WHAT YOU WILL DO →
Lines below containing the word "code" should be copied out.

<<<<

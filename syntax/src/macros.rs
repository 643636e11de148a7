// All parsers in this crate work on `&str` range streams, so the bounds are
// spelled out once here instead of on every fn.

macro_rules! p (
    ($name:ident( $($arg: ident :  $arg_type: ty),* ) -> $ret:ty, $code:expr) => (
        combine::parser!{
            pub fn $name['a, I]($($arg : $arg_type),*)(I) -> $ret
                where
                [I: combine::stream::RangeStream<
                 Range = &'a str,
                 Token = char>,
                 I::Error: combine::ParseError<char, &'a str, <I as combine::stream::StreamOnce>::Position>,
            ]            {
                $code
            }
        }
    );
);

macro_rules! wrapper {
    ($name:ident($delegate: ident), $code:expr) => (
        combine::parser!{
            pub fn $name['a, I, P]($delegate: P)(I) -> P::Output
                where
                [I: combine::stream::RangeStream<
                 Range = &'a str,
                 Token = char>,
                 I::Error: combine::ParseError<char, &'a str, <I as combine::stream::StreamOnce>::Position>,
                 P: combine::Parser<I>,
            ]            {
                $code
            }
        }
    );
}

>>>>

SOLUTION FOR THIS PROBLEM →
    ($name:ident( $($arg: ident :  $arg_type: ty),* ) -> $ret:ty, $code:expr) => (
                $code
    ($name:ident($delegate: ident), $code:expr) => (
                $code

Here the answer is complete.